Posted by PITHOCRATES - November 24th, 2013

Week in Review

The Boeing 787 Dreamliner has had some problems with its lithium-ion batteries.  And now there is an icing problem with its engines.  Which is a bug to fix in their radical new design that eliminated the bleed-air system from its engines.  Reducing weight and increasing the efficiencies of the engines.  Which translates into lower fuel/operating costs.  Making the Boeing 787 Dreamliner a winning economic model.  And why airlines are waiting anxiously to add it to their fleets.  Now contrast this to a losing economic model.  The electric/hybrid car (see Fisker sells its assets to Hong Kong tycoon, files for bankruptcy by Jerry Hirsch posted 11/22/2013 on the Los Angeles Times).
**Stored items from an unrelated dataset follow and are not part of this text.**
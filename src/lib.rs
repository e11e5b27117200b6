//! Gettext PO catalog toolkit.
//!
//! Opens, edits, and writes `.po` translation catalogs through three
//! cooperating handle types:
//!
//! - [`Catalog`] — one open catalog: create empty, load from a path,
//!   persist to a path, enumerate domains, start iteration.
//! - [`Message`] — a handle to a single entry with get/set accessors for
//!   msgctxt, msgid, msgid_plural, msgstr, the indexed plural slots, and
//!   translator comments. Mutations apply in place.
//! - [`MessageIterator`] — a forward-only, single-pass cursor over one
//!   domain's messages; request a fresh cursor to iterate again.
//!
//! The entry table behind a catalog is reference-counted: messages and
//! cursors keep it alive even after the catalog that produced them is
//! reloaded or dropped, so stale handles read stale data instead of freed
//! memory. Unset optional fields are `None`, never `""` — a message whose
//! msgctxt was explicitly set to the empty string is distinct from one that
//! has no msgctxt at all.
//!
//! ```no_run
//! use pocat::Catalog;
//!
//! # fn demo() -> Result<(), pocat::CatalogError> {
//! let mut catalog = Catalog::new();
//! catalog.read("de.po")?;
//! for message in &catalog {
//!     if !message.is_translated() {
//!         println!("untranslated: {}", message.msgid());
//!     }
//! }
//! catalog.write("de.po")?;
//! # Ok(())
//! # }
//! ```

pub mod catalog;
pub mod error;
pub mod iter;
pub mod message;

pub use catalog::{Catalog, DEFAULT_DOMAIN, MAX_PLURAL_FORMS};
pub use error::{CatalogError, Diagnostic, Severity};
pub use iter::MessageIterator;
pub use message::{Message, MessageRecord};
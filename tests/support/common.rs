#![allow(dead_code)]

// Shared fixtures and helpers for the integration suites.

use anyhow::Result;
use pocat::{Catalog, Message};
use std::fs;
use std::path::PathBuf;
use tempfile::TempDir;

/// Header plus singular, context-bearing, empty-context, plural, fuzzy, and
/// untranslated entries — one of each shape the accessors distinguish.
pub const SAMPLE: &str = concat!(
    "msgid \"\"\n",
    "msgstr \"\"\n",
    "\"Project-Id-Version: demo 1.0\\n\"\n",
    "\"Content-Type: text/plain; charset=UTF-8\\n\"\n",
    "\"Plural-Forms: nplurals=2; plural=(n != 1);\\n\"\n",
    "\n",
    "# greeting shown on the landing page\n",
    "#: src/ui.rs:42\n",
    "msgid \"Hello, world!\"\n",
    "msgstr \"Hallo, Welt!\"\n",
    "\n",
    "msgctxt \"menu\"\n",
    "msgid \"Open\"\n",
    "msgstr \"Öffnen\"\n",
    "\n",
    "msgctxt \"\"\n",
    "msgid \"Close\"\n",
    "msgstr \"Schließen\"\n",
    "\n",
    "#, fuzzy\n",
    "msgid \"One file\"\n",
    "msgid_plural \"{n} files\"\n",
    "msgstr[0] \"Eine Datei\"\n",
    "msgstr[1] \"{n} Dateien\"\n",
    "\n",
    "msgid \"Untranslated\"\n",
    "msgstr \"\"\n",
);

/// Number of messages in [`SAMPLE`]'s default domain, header included.
pub const SAMPLE_MESSAGE_COUNT: usize = 6;

/// Entries split across the default domain and an `errors` domain.
pub const MULTI_DOMAIN: &str = concat!(
    "msgid \"shared\"\n",
    "msgstr \"gemeinsam\"\n",
    "\n",
    "domain \"errors\"\n",
    "\n",
    "msgid \"file missing\"\n",
    "msgstr \"Datei fehlt\"\n",
    "\n",
    "msgid \"shared\"\n",
    "msgstr \"\"\n",
);

pub fn sample_catalog() -> Result<Catalog> {
    let mut catalog = Catalog::new();
    catalog.read_str(SAMPLE)?;
    Ok(catalog)
}

pub fn multi_domain_catalog() -> Result<Catalog> {
    let mut catalog = Catalog::new();
    catalog.read_str(MULTI_DOMAIN)?;
    Ok(catalog)
}

/// Drop `content` into `dir` under `name` and return the full path.
pub fn write_fixture(dir: &TempDir, name: &str, content: &str) -> Result<PathBuf> {
    let path = dir.path().join(name);
    fs::write(&path, content)?;
    Ok(path)
}

/// All msgids of the default domain, in iteration order.
pub fn msgids(catalog: &Catalog) -> Vec<String> {
    catalog.messages().map(|m| m.msgid()).collect()
}

/// The default-domain message with the given msgid, if any.
pub fn find_message(catalog: &Catalog, msgid: &str) -> Option<Message> {
    catalog.messages().find(|m| m.msgid() == msgid)
}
An investor group headed by Hong Kong tycoon Richard Li purchased the federal loan made to Karma plug-in hybrid sports car maker Fisker Automotive and acquired the assets of the nearly defunct automaker.

Fisker has voluntarily filed petitions to liquidate under the U.S. Bankruptcy code, and Li’s Hybrid Technology has committed up to $8 million in financing to fund the sale and Chapter 11 process.

The federal government, which had lent money to the Anaheim auto company under a Department of Energy clean vehicles program, will lose about $139 million on the deal.

“Because of these actions, along with the sale announced today, the Energy Department has protected nearly three-quarters of our original commitment to Fisker,” said Bill Gibbons, a department spokesman.

The all-electric car suffers from range anxiety.  The dread a person feels as they are far from home and their battery looks like it won’t have enough charge to get them home.  Hybrids are expensive.  But carrying around that extra internal combustion engine in addition the electric system makes the car heavier.  And reduces its battery range.  Meaning that if you drive more than, say, a 45-mile round-trip you’ll be using that internal combustion engine most of the time.  Which will burn more fuel than in a gasoline-only powered car.  Because they don’t have the extra weight of the electric system to drag around.

This is why there isn’t a long list of orders for these electric/hybrid cars like there is for the Dreamliner.  For the Dreamliner is what most airlines are looking for in a jetliner for solid economic reasons.  While the electric/hybrid car is more of a novelty.  Few people are buying them.  And because of this they need government subsidies to remain in business.  Whereas Boeing’s strong sales are one of the few things driving the nation’s GDP into positive territory.